Lately, emerging evidence has linked the miRNA-processing machinery to cancer. Large studies have shown that the low expression of Dicer and Drosha was seen in various tumours, including breast, lung and ovarian cancer as well as neuroblastoma (Merritt et al. 2008; Dedes et al. 2011). At the same time, the low expression of Dicer and Drosha can predict prognosis and delineate risk groups (Lin et al. 2010). In contrast, the up-regulation of Dicer has also been reported in prostate adenocarcinoma (Chiosea et al. 2006) and colorectal cancer (Faber et al. 2011). As described above, aggressive tumours are thought to have decreased total miRNA levels, contributing to their poor differentiation. This would suggest a decreased rather than an increased expression of Dicer or Drosha in aggressive cancers. This is consistent with our finding in NPC. In our study, we found that low expression of either Dicer or Drosha in NPC was correlated well with global miRNA down-regulation (Chen et al. 2009). We also found that low expression of either Dicer or Drosha seemed to have a prognostic impact. These studies revealed that the dysregulation of Dicer and Drosha exist in many types of human cancers, which may affect tumour progression and prognosis by altering miRNA expression.
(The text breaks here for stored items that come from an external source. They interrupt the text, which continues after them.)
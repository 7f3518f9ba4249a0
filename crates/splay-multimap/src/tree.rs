//! The splay-tree multimap.
//!
//! Every key-touching operation binary-searches from the root and then
//! unconditionally splays the last node visited, so the most recently
//! touched region of the key space stays shallow. Traversal ([`iter`],
//! [`nodes`], [`range`]) never splays.
//!
//! [`iter`]: SplayMultimap::iter
//! [`nodes`]: SplayMultimap::nodes
//! [`range`]: SplayMultimap::range

use std::cmp::Ordering;

use crate::error::Error;
use crate::iter::{Iter, Nodes, Range};
use crate::node::{Arena, NodeId};

/// Orders two keys, surfacing unordered pairs as an error instead of
/// silently picking a branch.
pub(crate) fn order<K: PartialOrd>(a: &K, b: &K) -> Result<Ordering, Error> {
    a.partial_cmp(b).ok_or(Error::KeyNotComparable)
}

/// An ordered multimap backed by a self-adjusting binary search tree.
///
/// One node per distinct key. The most recently inserted value for a key is
/// the node's *primary* value (what [`get`] returns); older bindings
/// accumulate in the node's duplicate sequence in insertion order and come
/// back out LIFO through [`remove`]. `len` counts logical entries,
/// duplicates included.
///
/// [`get`]: SplayMultimap::get
/// [`remove`]: SplayMultimap::remove
///
/// Single-threaded by design: there is no internal locking, and in-flight
/// iterators borrow the tree, so the borrow checker rejects mutation while
/// a traversal is still being consumed.
#[derive(Debug, Clone)]
pub struct SplayMultimap<K, V> {
    pub(crate) arena: Arena<K, V>,
    pub(crate) root: Option<NodeId>,
    pub(crate) len: usize,
}

impl<K, V> SplayMultimap<K, V> {
    /// Creates an empty multimap.
    pub fn new() -> Self {
        Self {
            arena: Arena::new(),
            root: None,
            len: 0,
        }
    }

    /// Number of logical entries: distinct keys plus all duplicates.
    pub fn len(&self) -> usize {
        self.len
    }

    pub fn is_empty(&self) -> bool {
        self.len == 0
    }

    /// Longest root-to-leaf path counted in nodes; `0` for an empty tree.
    /// Non-splaying, O(n), iterative so pathological shapes cannot blow
    /// the call stack.
    pub fn height(&self) -> usize {
        let Some(root) = self.root else { return 0 };
        let mut best = 0;
        let mut stack = vec![(root, 1usize)];
        while let Some((id, depth)) = stack.pop() {
            best = best.max(depth);
            if let Some(l) = self.arena[id].l {
                stack.push((l, depth + 1));
            }
            if let Some(r) = self.arena[id].r {
                stack.push((r, depth + 1));
            }
        }
        best
    }

    /// Drops every entry. Equivalent to replacing the map with a fresh one.
    pub fn clear(&mut self) {
        self.arena.clear();
        self.root = None;
        self.len = 0;
    }

    /// Lazy in-order traversal of nodes, yielding each distinct key with its
    /// primary value. Does not splay.
    pub fn nodes(&self) -> Nodes<'_, K, V> {
        Nodes::new(&self.arena, self.root)
    }

    /// Lazy in-order traversal of the full multiset: for each node, its
    /// duplicates in insertion order and then its primary value. Does not
    /// splay.
    pub fn iter(&self) -> Iter<'_, K, V> {
        Iter::new(&self.arena, self.root)
    }

    /// Splays `id` all the way up and makes it the root.
    fn splay(&mut self, id: NodeId) {
        self.splay_below(id, None);
        self.root = Some(id);
    }

    /// Splay loop, stopping once `id`'s parent is `boundary`. With a
    /// boundary of `None` this is a full splay-to-root; with a boundary
    /// node it restructures a subtree in place, leaving the boundary and
    /// everything above it untouched.
    fn splay_below(&mut self, id: NodeId, boundary: Option<NodeId>) {
        while self.arena[id].p != boundary {
            let Some(p) = self.arena[id].p else { break };
            if self.arena[p].p == boundary {
                // zig: parent is the (sub)root
                self.arena.rotate(id);
            } else if self.arena.is_same_side_grandchild(id) {
                // zig-zig: the parent must go first; rotating the node
                // first loses the amortized bound
                self.arena.rotate(p);
                self.arena.rotate(id);
            } else {
                // zig-zag: two rotations of the node itself
                self.arena.rotate(id);
                self.arena.rotate(id);
            }
        }
    }
}

impl<K: PartialOrd, V> SplayMultimap<K, V> {
    /// Binary search for `key` from the root. The walk stops at the matching
    /// node or at the last node before a missing child; either way the stop
    /// node is splayed to the root. Returns the stop node and how `key`
    /// compared against it (`Equal` means found), or `None` on an empty tree.
    fn locate(&mut self, key: &K) -> Result<Option<(NodeId, Ordering)>, Error> {
        let Some(mut curr) = self.root else {
            return Ok(None);
        };
        loop {
            let ord = order(key, &self.arena[curr].key)?;
            let next = match ord {
                Ordering::Equal => None,
                Ordering::Less => self.arena[curr].l,
                Ordering::Greater => self.arena[curr].r,
            };
            match next {
                Some(n) => curr = n,
                None => {
                    self.splay(curr);
                    return Ok(Some((curr, ord)));
                }
            }
        }
    }

    /// Returns the primary value bound to `key`, splaying the searched
    /// region. Duplicates are not visible here; see [`Self::duplicates`].
    pub fn get(&mut self, key: &K) -> Result<Option<&V>, Error> {
        match self.locate(key)? {
            Some((id, Ordering::Equal)) => Ok(Some(&self.arena[id].value)),
            _ => Ok(None),
        }
    }

    pub fn contains_key(&mut self, key: &K) -> Result<bool, Error> {
        Ok(matches!(self.locate(key)?, Some((_, Ordering::Equal))))
    }

    /// Inserts `(key, value)`. A fresh key gets a new node at the first
    /// missing child slot. A colliding key allocates nothing: the node's
    /// previous primary moves onto its duplicate stack and `value` becomes
    /// the new primary. The affected node is splayed to the root and `len`
    /// grows by one either way.
    pub fn insert(&mut self, key: K, value: V) -> Result<(), Error> {
        match self.root {
            None => {
                let id = self.arena.alloc(key, value);
                self.root = Some(id);
            }
            Some(mut curr) => loop {
                match order(&key, &self.arena[curr].key)? {
                    Ordering::Equal => {
                        let node = &mut self.arena[curr];
                        let displaced = std::mem::replace(&mut node.value, value);
                        node.push_duplicate(displaced);
                        self.splay(curr);
                        break;
                    }
                    Ordering::Less => match self.arena[curr].l {
                        Some(l) => curr = l,
                        None => {
                            let id = self.arena.alloc(key, value);
                            self.arena.attach_left(curr, Some(id));
                            self.splay(id);
                            break;
                        }
                    },
                    Ordering::Greater => match self.arena[curr].r {
                        Some(r) => curr = r,
                        None => {
                            let id = self.arena.alloc(key, value);
                            self.arena.attach_right(curr, Some(id));
                            self.splay(id);
                            break;
                        }
                    },
                }
            },
        }
        self.len += 1;
        Ok(())
    }

    /// Overwrites the primary value of an existing key, leaving duplicates
    /// untouched. Returns `false` (and mutates nothing beyond the locate
    /// splay) when the key is absent.
    pub fn update(&mut self, key: &K, value: V) -> Result<bool, Error> {
        match self.locate(key)? {
            Some((id, Ordering::Equal)) => {
                self.arena[id].value = value;
                Ok(true)
            }
            _ => Ok(false),
        }
    }

    /// Removes one entry for `key`: the newest duplicate while any exist
    /// (the node survives), otherwise the node itself via splice-and-rejoin.
    /// Returns the removed value, or `None` when the key is absent.
    pub fn remove(&mut self, key: &K) -> Result<Option<V>, Error> {
        let Some((id, Ordering::Equal)) = self.locate(key)? else {
            return Ok(None);
        };
        if self.arena[id].has_duplicates() {
            let value = self.arena[id].pop_duplicate();
            self.len -= 1;
            return Ok(value);
        }

        // Splice-and-rejoin: the node is the root after the locate splay.
        // Detach both subtrees, splay the left subtree's maximum to its top
        // (the same node a search for `key` would stop at there, since every
        // key in it is smaller), and hang the right subtree off it.
        let left = self.arena[id].l;
        let right = self.arena[id].r;
        if let Some(l) = left {
            self.arena[l].p = None;
        }
        if let Some(r) = right {
            self.arena[r].p = None;
        }
        let node = self.arena.release(id);
        match left {
            None => self.root = right,
            Some(l) => {
                let mut top = l;
                while let Some(r) = self.arena[top].r {
                    top = r;
                }
                self.splay(top);
                self.arena.attach_right(top, right);
            }
        }
        self.len -= 1;
        Ok(Some(node.value))
    }

    /// Smallest key with its primary value; splays that node to the root.
    pub fn min(&mut self) -> Option<(&K, &V)> {
        let mut curr = self.root?;
        while let Some(l) = self.arena[curr].l {
            curr = l;
        }
        self.splay(curr);
        let node = &self.arena[curr];
        Some((&node.key, &node.value))
    }

    /// Largest key with its primary value; splays that node to the root.
    pub fn max(&mut self) -> Option<(&K, &V)> {
        let mut curr = self.root?;
        while let Some(r) = self.arena[curr].r {
            curr = r;
        }
        self.splay(curr);
        let node = &self.arena[curr];
        Some((&node.key, &node.value))
    }

    /// Shared walk for `higher`/`ceiling`: locate `key`, and if the splayed
    /// root does not already satisfy the relation, descend to the minimum of
    /// its right subtree and splay that node up to just below the root.
    fn neighbor_above(&mut self, key: &K, strict: bool) -> Result<Option<NodeId>, Error> {
        let Some((id, ord)) = self.locate(key)? else {
            return Ok(None);
        };
        let satisfied = match ord {
            Ordering::Less => true,
            Ordering::Equal => !strict,
            Ordering::Greater => false,
        };
        if satisfied {
            return Ok(Some(id));
        }
        let Some(mut curr) = self.arena[id].r else {
            return Ok(None);
        };
        while let Some(l) = self.arena[curr].l {
            curr = l;
        }
        self.splay_below(curr, Some(id));
        Ok(Some(curr))
    }

    /// Mirror of [`Self::neighbor_above`] for `lower`/`floor`.
    fn neighbor_below(&mut self, key: &K, strict: bool) -> Result<Option<NodeId>, Error> {
        let Some((id, ord)) = self.locate(key)? else {
            return Ok(None);
        };
        let satisfied = match ord {
            Ordering::Greater => true,
            Ordering::Equal => !strict,
            Ordering::Less => false,
        };
        if satisfied {
            return Ok(Some(id));
        }
        let Some(mut curr) = self.arena[id].l else {
            return Ok(None);
        };
        while let Some(r) = self.arena[curr].r {
            curr = r;
        }
        self.splay_below(curr, Some(id));
        Ok(Some(curr))
    }

    fn entry_at(&self, id: Option<NodeId>) -> Option<(&K, &V)> {
        id.map(|id| {
            let node = &self.arena[id];
            (&node.key, &node.value)
        })
    }

    /// Smallest key strictly greater than `key`, with its primary value.
    pub fn higher(&mut self, key: &K) -> Result<Option<(&K, &V)>, Error> {
        let id = self.neighbor_above(key, true)?;
        Ok(self.entry_at(id))
    }

    /// Smallest key greater than or equal to `key`, with its primary value.
    pub fn ceiling(&mut self, key: &K) -> Result<Option<(&K, &V)>, Error> {
        let id = self.neighbor_above(key, false)?;
        Ok(self.entry_at(id))
    }

    /// Largest key strictly less than `key`, with its primary value.
    pub fn lower(&mut self, key: &K) -> Result<Option<(&K, &V)>, Error> {
        let id = self.neighbor_below(key, true)?;
        Ok(self.entry_at(id))
    }

    /// Largest key less than or equal to `key`, with its primary value.
    pub fn floor(&mut self, key: &K) -> Result<Option<(&K, &V)>, Error> {
        let id = self.neighbor_below(key, false)?;
        Ok(self.entry_at(id))
    }

    /// Every value stored under `key`: duplicates in insertion order, then
    /// the primary value last. `None` when the key is absent.
    pub fn duplicates(&mut self, key: &K) -> Result<Option<Vec<&V>>, Error> {
        match self.locate(key)? {
            Some((id, Ordering::Equal)) => {
                let node = &self.arena[id];
                let mut out: Vec<&V> = node.dups.iter().collect();
                out.push(&node.value);
                Ok(Some(out))
            }
            _ => Ok(None),
        }
    }

    /// Lazy ascending traversal of every `(key, value)` pair with
    /// `low <= key <= high`, duplicates included (duplicates before the
    /// primary per node). Pre-splays `floor(high)` then `ceiling(low)` as a
    /// shape hint so the active region sits near the root; the walk itself
    /// never splays. Empty bounds (`low > high`) yield nothing.
    pub fn range<'t, 'k>(
        &'t mut self,
        low: &'k K,
        high: &'k K,
    ) -> Result<Range<'t, 'k, K, V>, Error> {
        self.floor(high)?;
        self.ceiling(low)?;
        Ok(Range::new(&self.arena, self.root, low, high))
    }
}

impl<K, V> Default for SplayMultimap<K, V> {
    fn default() -> Self {
        Self::new()
    }
}

impl<K: PartialOrd, V> Extend<(K, V)> for SplayMultimap<K, V> {
    /// Inserts each pair in order.
    ///
    /// # Panics
    ///
    /// Panics on incomparable keys; the trait signature admits no `Result`.
    /// Use [`SplayMultimap::insert`] directly to handle that case.
    fn extend<T: IntoIterator<Item = (K, V)>>(&mut self, iter: T) {
        for (key, value) in iter {
            self.insert(key, value)
                .expect("keys must be mutually comparable");
        }
    }
}

impl<K: PartialOrd, V> FromIterator<(K, V)> for SplayMultimap<K, V> {
    fn from_iter<T: IntoIterator<Item = (K, V)>>(iter: T) -> Self {
        let mut map = Self::new();
        map.extend(iter);
        map
    }
}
Although several studies have been conducted in different cancer types to elucidate the roles of Dicer and Drosha in carcinogenesis and their impact on prognosis, the contribution of Dicer and Drosha has not been addressed in NPC. We demonstrated that lower expression of Dicer and Drosha was responsible for global down-regulation of miRNAs in NPC. Importantly, low expression of Dicer and Drosha protein was significantly correlated with shorter PFS and OS of NPC patients. Thus, expression of Dicer and Drosha appeared to be another significant prognostic factor for NPC, and we can probably predict the prognosis of NPC by measuring both Dicer and Drosha in future.